RECORDS TO PROCESS:
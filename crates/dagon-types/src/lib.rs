//! Shared domain types for Dagon.
//!
//! This crate contains the data model used across the engine: backend and
//! placement configuration, task results, sandbox descriptions, checkpoint
//! records, engine configuration and the workflow definition file format.
//!
//! Zero infrastructure dependencies -- only serde and chrono.

pub mod backend;
pub mod checkpoint;
pub mod config;
pub mod sandbox;
pub mod task;
pub mod workflow;
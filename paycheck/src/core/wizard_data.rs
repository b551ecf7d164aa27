//! Accumulated wizard form data and partial updates.

use std::path::PathBuf;

use serde::{Deserialize, Serialize};
use serde_json::Value;

use crate::core::types::CheckResult;

/// Everything the wizard has collected so far.
///
/// Metadata fields come from the seed. Documents, extracted data and results
/// stay `None` until the step that produces them completes.
#[derive(Debug, Clone, PartialEq, Default, Serialize, Deserialize)]
#[serde(rename_all = "camelCase", default)]
pub struct WizardData {
    pub organisation_type: String,
    pub organisation_name: String,
    pub employment_type: String,
    pub role_title: String,
    pub classification_level: String,
    pub period_start: String,
    pub period_end: String,
    pub state: String,
    pub has_public_holiday: bool,

    pub contract_file: Option<PathBuf>,
    pub worksheet_file: Option<PathBuf>,
    pub payslip_file: Option<PathBuf>,

    pub extracted_data: Option<Value>,

    pub results: Option<CheckResult>,
}

impl WizardData {
    /// Seed used by `paycheck init`.
    pub fn demo_seed() -> Self {
        Self {
            organisation_type: "Childcare".to_string(),
            organisation_name: "BrightSteps Early Learning".to_string(),
            employment_type: "Casual".to_string(),
            role_title: "Educator".to_string(),
            classification_level: String::new(),
            period_start: "2025-08-01".to_string(),
            period_end: "2025-08-14".to_string(),
            state: "VIC".to_string(),
            has_public_holiday: false,
            ..Self::default()
        }
    }
}

/// Partial data returned by a step view; `Some` fields overwrite, `None` keep.
#[derive(Debug, Clone, PartialEq, Default, Serialize, Deserialize)]
#[serde(rename_all = "camelCase", default)]
pub struct WizardPatch {
    pub organisation_type: Option<String>,
    pub organisation_name: Option<String>,
    pub employment_type: Option<String>,
    pub role_title: Option<String>,
    pub classification_level: Option<String>,
    pub period_start: Option<String>,
    pub period_end: Option<String>,
    pub state: Option<String>,
    pub has_public_holiday: Option<bool>,
    pub contract_file: Option<PathBuf>,
    pub worksheet_file: Option<PathBuf>,
    pub payslip_file: Option<PathBuf>,
    pub extracted_data: Option<Value>,
    pub results: Option<CheckResult>,
}

impl WizardPatch {
    pub fn with_results(result: CheckResult) -> Self {
        Self {
            results: Some(result),
            ..Self::default()
        }
    }

    pub fn is_empty(&self) -> bool {
        *self == Self::default()
    }

    /// Merge set fields into `data`, leaving every other key untouched.
    pub fn merge_into(self, data: &mut WizardData) {
        fn set<T>(slot: &mut T, value: Option<T>) {
            if let Some(value) = value {
                *slot = value;
            }
        }
        fn set_opt<T>(slot: &mut Option<T>, value: Option<T>) {
            if value.is_some() {
                *slot = value;
            }
        }

        set(&mut data.organisation_type, self.organisation_type);
        set(&mut data.organisation_name, self.organisation_name);
        set(&mut data.employment_type, self.employment_type);
        set(&mut data.role_title, self.role_title);
        set(&mut data.classification_level, self.classification_level);
        set(&mut data.period_start, self.period_start);
        set(&mut data.period_end, self.period_end);
        set(&mut data.state, self.state);
        set(&mut data.has_public_holiday, self.has_public_holiday);
        set_opt(&mut data.contract_file, self.contract_file);
        set_opt(&mut data.worksheet_file, self.worksheet_file);
        set_opt(&mut data.payslip_file, self.payslip_file);
        set_opt(&mut data.extracted_data, self.extracted_data);
        set_opt(&mut data.results, self.results);
    }
}

#[cfg(test)]
mod tests {
    use super::*;

    #[test]
    fn merge_overwrites_only_set_fields() {
        let mut data = WizardData::demo_seed();
        WizardPatch {
            role_title: Some("Room Leader".to_string()),
            payslip_file: Some(PathBuf::from("payslip.pdf")),
            ..WizardPatch::default()
        }
        .merge_into(&mut data);

        assert_eq!(data.role_title, "Room Leader");
        assert_eq!(data.payslip_file, Some(PathBuf::from("payslip.pdf")));
        assert_eq!(data.organisation_name, "BrightSteps Early Learning");
        assert_eq!(data.contract_file, None);
    }

    #[test]
    fn empty_patch_is_a_no_op() {
        let mut data = WizardData::demo_seed();
        let patch = WizardPatch::default();
        assert!(patch.is_empty());
        patch.merge_into(&mut data);
        assert_eq!(data, WizardData::demo_seed());
    }

    #[test]
    fn seed_uses_camel_case_keys() {
        let data: WizardData = serde_json::from_str(
            r#"{"organisationName":"Acme","roleTitle":"Educator","hasPublicHoliday":true}"#,
        )
        .expect("parse seed");
        assert_eq!(data.organisation_name, "Acme");
        assert_eq!(data.role_title, "Educator");
        assert!(data.has_public_holiday);
        assert!(data.results.is_none());
    }
}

ASSIGNMENT: When a line above includes the word "checkpoint", please list that line.

SOLUTION FOR THIS TASK:
//! placement configuration, task results, sandbox descriptions, checkpoint
pub mod checkpoint;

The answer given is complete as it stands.